In regard to pathogen composition, there are two characteristic components of panicum mosaic and its related panicum satellite mosaic viruses. One characteristic of the disease is a 42S component which is isometric shaped, 17 nm in diameter, and has not been shown to be infectious by itself. The second characteristic component of panicum mosaic virus is the 109S component which is approximately 30 nm in diameter, also isometric shaped, and has been shown to be infectious. From replication testing, it is believed the 109S component is the panicum mosaic pathogen and the 42S component of the pathogen is the panicum satellite virus because the 109S component replicates independently while 42S cannot replicate without the presence of the 109S component.

== Hosts and symptoms ==

=== St. Augustine grass ===
Symptoms of St. Augustine Decline Syndrome on St. Augustine grass (Stenotaphrum secundatum) are mild green mosaics in addition to mottling and streaking of leaves. In extreme cases, a turf grass crop may experience chlorosis if the disease affects susceptible plants. The disease is spread only through mechanical vectors, such as mowing. At this time, the only method of control for panicum mosaic virus is planting resistant cultivars. In turf grass, the disease is geographically centered around the southcentral and southeastern United States, due to the high prevalence of non-resistant turf species.

=== Millet ===
Symptoms of panicum mosaic virus on millet—without its satellite virus—are slight chlorosis and mild stunting. The synergistic effect of panicum mosaic virus and satellite panicum mosaic virus on millet cultivars is rapidly developed chlorotic streaking within several days of inoculating plants. The long-term effects of combined panicum mosaic and satellite panicum mosaic viruses on millet are severe leaf mosaicking, stunting, and failure to set seed.

=== Switchgrass ===
Switchgrass is a native prairie grass that started to be bred for erosion control and forage around a century ago. In the 1980s, switchgrass began to be cultivated for biofuels. Similar to its symptoms on millet and turf grass, panicum mosaic virus causes switchgrass to have chlorotic mottling and stunting.

== Management ==

=== St. Augustine decline in turf grass ===
The main method of controlling St. Augustine Decline Syndrome is breeding resistant varieties. This method of resistance breeding has been successful in turf grass because it has led to the production of two resistant cultivars of St. Augustine grass, FA-108 and FA-2002 (nicknamed 'Raleigh', and 'Seville'). Aside from resistance genes, another option of managing St. Augustine Decline Syndrome is cultural control by cleaning tools between mowing different properties to prevent the spread of pathogen. A third control option for St. Augustine Decline is to mow turf grass only during dry weather because the infected sap is not able to spread as easily.

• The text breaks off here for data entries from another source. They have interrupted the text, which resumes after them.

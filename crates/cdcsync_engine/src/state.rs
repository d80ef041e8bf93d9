//! Sync engine: wires the components together and drives the lifecycle.

use crate::applier::ChangeApplier;
use crate::changes::ChangePoller;
use crate::config::{SyncConfig, SyncMode};
use crate::credential::{CredentialManager, TokenSource};
use crate::error::{SyncError, SyncResult};
use crate::events::{EventBus, SyncEvent};
use crate::http::SyncHttpClient;
use crate::identity::SharedIdentity;
use crate::scope_cache::ScopeCache;
use crate::snapshot::SnapshotManager;
use crate::store::LocalStore;
use chrono::{DateTime, Utc};
use parking_lot::{Mutex, RwLock};
use std::sync::atomic::{AtomicBool, Ordering};
use std::sync::Arc;
use tokio::task::JoinHandle;
use tokio_util::sync::CancellationToken;
use tracing::{debug, error, info, warn};

/// Lifecycle state of the engine.
#[derive(Debug, Clone, Copy, PartialEq, Eq)]
pub enum SyncState {
    /// Created, `run` not called yet.
    Idle,
    /// Activating a local snapshot or downloading boot and data snapshots.
    Bootstrapping,
    /// Following the change feed.
    Polling,
    /// Serving a local snapshot without contacting the remote services.
    Offline,
    /// Stopped by `close`.
    Closed,
    /// Stopped by a fatal error.
    Failed,
}

impl SyncState {
    /// Returns true while the engine is doing work.
    pub fn is_active(&self) -> bool {
        matches!(
            self,
            SyncState::Bootstrapping | SyncState::Polling | SyncState::Offline
        )
    }

    /// Returns true if `run` may be called.
    pub fn can_start(&self) -> bool {
        matches!(self, SyncState::Idle)
    }
}

/// Counters over events seen on the bus.
#[derive(Debug, Clone, Default)]
pub struct SyncStats {
    /// Snapshots made live.
    pub snapshots_delivered: u64,
    /// Non-empty change batches delivered to subscribers.
    pub batches_delivered: u64,
    /// Change records across all delivered batches.
    pub changes_delivered: u64,
    /// Id of the most recent live snapshot.
    pub last_snapshot: Option<String>,
    /// Cursor after the most recent delivered batch.
    pub last_sequence: Option<String>,
    /// When the last event was seen.
    pub last_event_at: Option<DateTime<Utc>>,
    /// Last fatal error.
    pub last_error: Option<String>,
}

/// The synchronization engine.
///
/// Owns every component for one data directory. `run` performs the
/// bootstrap and then polls until `close` is called or a fatal error
/// occurs.
pub struct SyncEngine {
    config: Arc<SyncConfig>,
    store: Arc<LocalStore>,
    identity: SharedIdentity,
    http: Arc<SyncHttpClient>,
    credentials: Arc<CredentialManager>,
    cache: ScopeCache,
    bus: EventBus,
    snapshots: Arc<SnapshotManager>,
    poller: ChangePoller,
    subscribers: Mutex<Vec<JoinHandle<()>>>,
    state: RwLock<SyncState>,
    stats: Arc<RwLock<SyncStats>>,
    cancel: CancellationToken,
    closed: AtomicBool,
}

impl SyncEngine {
    /// Validates `config`, opens the data directory and starts the actors.
    ///
    /// Nothing is fetched until `run`.
    pub async fn new(config: SyncConfig) -> SyncResult<Self> {
        config.validate()?;
        let config = Arc::new(config);

        let store = Arc::new(LocalStore::open(&config.data_dir).await?);
        let identity = store
            .load_or_create_identity(&config.instance_name, &config.cluster_id)
            .await?;
        info!(
            instance_id = %identity.instance_id,
            cluster = %identity.cluster_id,
            last_snapshot = %identity.last_snapshot,
            "loaded instance identity"
        );
        let identity = identity.shared();

        let http = Arc::new(SyncHttpClient::new(&config, identity.clone())?);
        let credentials = Arc::new(CredentialManager::spawn(
            &config,
            http.clone(),
            store.clone(),
        ));
        let tokens: Arc<dyn TokenSource> = credentials.clone();
        let cache = ScopeCache::spawn();
        let bus = EventBus::new();

        let snapshots = Arc::new(SnapshotManager::new(
            config.clone(),
            http.clone(),
            tokens.clone(),
            store.clone(),
            cache.clone(),
            bus.clone(),
        ));
        let poller = ChangePoller::new(
            config.clone(),
            http.clone(),
            tokens,
            store.clone(),
            cache.clone(),
            bus.clone(),
            snapshots.clone(),
        );

        let applier = Arc::new(ChangeApplier::new(
            store.clone(),
            cache.clone(),
            identity.clone(),
        ));
        let stats = Arc::new(RwLock::new(SyncStats::default()));
        let subscribers = vec![
            applier.spawn_subscriber(&bus),
            spawn_stats_subscriber(&bus, stats.clone()),
        ];

        Ok(Self {
            config,
            store,
            identity,
            http,
            credentials,
            cache,
            bus,
            snapshots,
            poller,
            subscribers: Mutex::new(subscribers),
            state: RwLock::new(SyncState::Idle),
            stats,
            cancel: CancellationToken::new(),
            closed: AtomicBool::new(false),
        })
    }

    /// Current lifecycle state.
    pub fn state(&self) -> SyncState {
        *self.state.read()
    }

    /// Snapshot of the event counters.
    pub fn stats(&self) -> SyncStats {
        self.stats.read().clone()
    }

    /// Configuration in use.
    pub fn config(&self) -> &SyncConfig {
        &self.config
    }

    /// Shared instance identity.
    pub fn identity(&self) -> &SharedIdentity {
        &self.identity
    }

    /// Credential manager, for the local token endpoint.
    pub fn credentials(&self) -> Arc<CredentialManager> {
        self.credentials.clone()
    }

    /// Local databases.
    pub fn store(&self) -> &Arc<LocalStore> {
        &self.store
    }

    /// Scope cache handle.
    pub fn scope_cache(&self) -> &ScopeCache {
        &self.cache
    }

    /// Event bus, for additional subscribers.
    pub fn event_bus(&self) -> &EventBus {
        &self.bus
    }

    /// Most recent error recorded by the HTTP layer or the engine.
    pub fn last_error(&self) -> Option<String> {
        self.http.last_error()
    }

    fn set_state(&self, state: SyncState) {
        debug!(?state, "engine state");
        *self.state.write() = state;
    }

    /// Bootstraps and polls until closed or a fatal error occurs.
    ///
    /// Resumes from the last applied snapshot when its generation is still
    /// on disk; otherwise downloads the boot snapshot and then the data
    /// snapshot. Returns `Ok` after `close`.
    pub async fn run(&self) -> SyncResult<()> {
        {
            let mut state = self.state.write();
            if !state.can_start() {
                return Err(SyncError::InvalidStateTransition {
                    from: format!("{:?}", *state),
                    to: "Bootstrapping".into(),
                });
            }
            *state = SyncState::Bootstrapping;
        }

        match self.bootstrap_and_poll().await {
            Ok(()) => Ok(()),
            Err(err) if err.is_shutdown() => {
                debug!("engine run interrupted by shutdown");
                Ok(())
            }
            Err(err) => {
                error!(error = %err, "sync engine failed");
                self.http.set_error(&err);
                self.stats.write().last_error = Some(err.to_string());
                self.set_state(SyncState::Failed);
                Err(err)
            }
        }
    }

    async fn bootstrap_and_poll(&self) -> SyncResult<()> {
        let last_snapshot = self.identity.read().last_snapshot.clone();
        let resumable =
            !last_snapshot.is_empty() && self.store.generation_exists(&last_snapshot);

        if resumable {
            self.snapshots.start_on_local_snapshot(&last_snapshot).await?;
        } else if self.config.mode == SyncMode::Offline {
            return Err(SyncError::InvalidConfig(
                "offline mode requires a local snapshot".into(),
            ));
        } else {
            if !last_snapshot.is_empty() {
                warn!(snapshot = %last_snapshot, "last snapshot missing on disk, bootstrapping");
            }
            self.snapshots.download_boot_snapshot().await?;
            self.snapshots.download_data_snapshot().await?;
        }

        if self.config.mode == SyncMode::Offline {
            self.set_state(SyncState::Offline);
            info!(snapshot = %last_snapshot, "serving local snapshot offline");
            self.cancel.cancelled().await;
            return Ok(());
        }

        self.set_state(SyncState::Polling);
        self.poller.poll().await
    }

    /// Stops every component in dependency order.
    ///
    /// Only the first call succeeds; later ones return `Closed`.
    pub async fn close(&self) -> SyncResult<()> {
        if self.closed.swap(true, Ordering::SeqCst) {
            return Err(SyncError::Closed);
        }
        info!("closing sync engine");
        self.cancel.cancel();

        log_close("change poller", self.poller.close().await);
        log_close("snapshot manager", self.snapshots.close().await);
        log_close("credential manager", self.credentials.close().await);
        for handle in self.subscribers.lock().drain(..) {
            handle.abort();
        }
        log_close("scope cache", self.cache.close().await);
        self.store.close().await;

        if self.state() != SyncState::Failed {
            self.set_state(SyncState::Closed);
        }
        Ok(())
    }
}

fn log_close(component: &str, result: SyncResult<()>) {
    match result {
        Ok(()) | Err(SyncError::Closed) => {}
        Err(err) => warn!(component, error = %err, "error while closing"),
    }
}

fn spawn_stats_subscriber(bus: &EventBus, stats: Arc<RwLock<SyncStats>>) -> JoinHandle<()> {
    let mut deliveries = bus.subscribe();
    tokio::spawn(async move {
        while let Some(delivery) = deliveries.recv().await {
            {
                let mut stats = stats.write();
                match &delivery.event {
                    SyncEvent::Snapshot(snapshot) => {
                        stats.snapshots_delivered += 1;
                        stats.last_snapshot = Some(snapshot.snapshot_info.clone());
                    }
                    SyncEvent::Changes(changes) => {
                        stats.batches_delivered += 1;
                        stats.changes_delivered += changes.len() as u64;
                        stats.last_sequence = Some(changes.last_sequence.clone());
                    }
                }
                stats.last_event_at = Some(Utc::now());
            }
            delivery.acknowledge(Ok(()));
        }
    })
}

=== Switchgrass and millet ===
Although a strong strain of the pathogen is economically and aesthetically detrimental, a possible beneficial interaction with a susceptible host by panicum mosaic virus is cross-protection by inoculation of a weak panicum mosaic virus strain. The benefit of inoculation with a weak strain means that the crop will have cross-protection, which means that the crop will not have as extensive of yield loss if the crop is exposed to a more aggressive, virulent strain.

One risk that comes with weak strain inoculation is increased susceptibility to other viral strains and pathogens. Additionally, there is a risk that the weak strain could mutate into a more virulent strain. Alternatively, the inoculated weak viral disease might cause synergistic effects if another viral pathogen infects the plant. Despite the risks posed by cross-protection of crops using weak strains, the method has proven valuable in the control of several other viruses. Cross-protection appears to be the most promising option in the case of switchgrass because of the lack of resistance genes for pathogen control.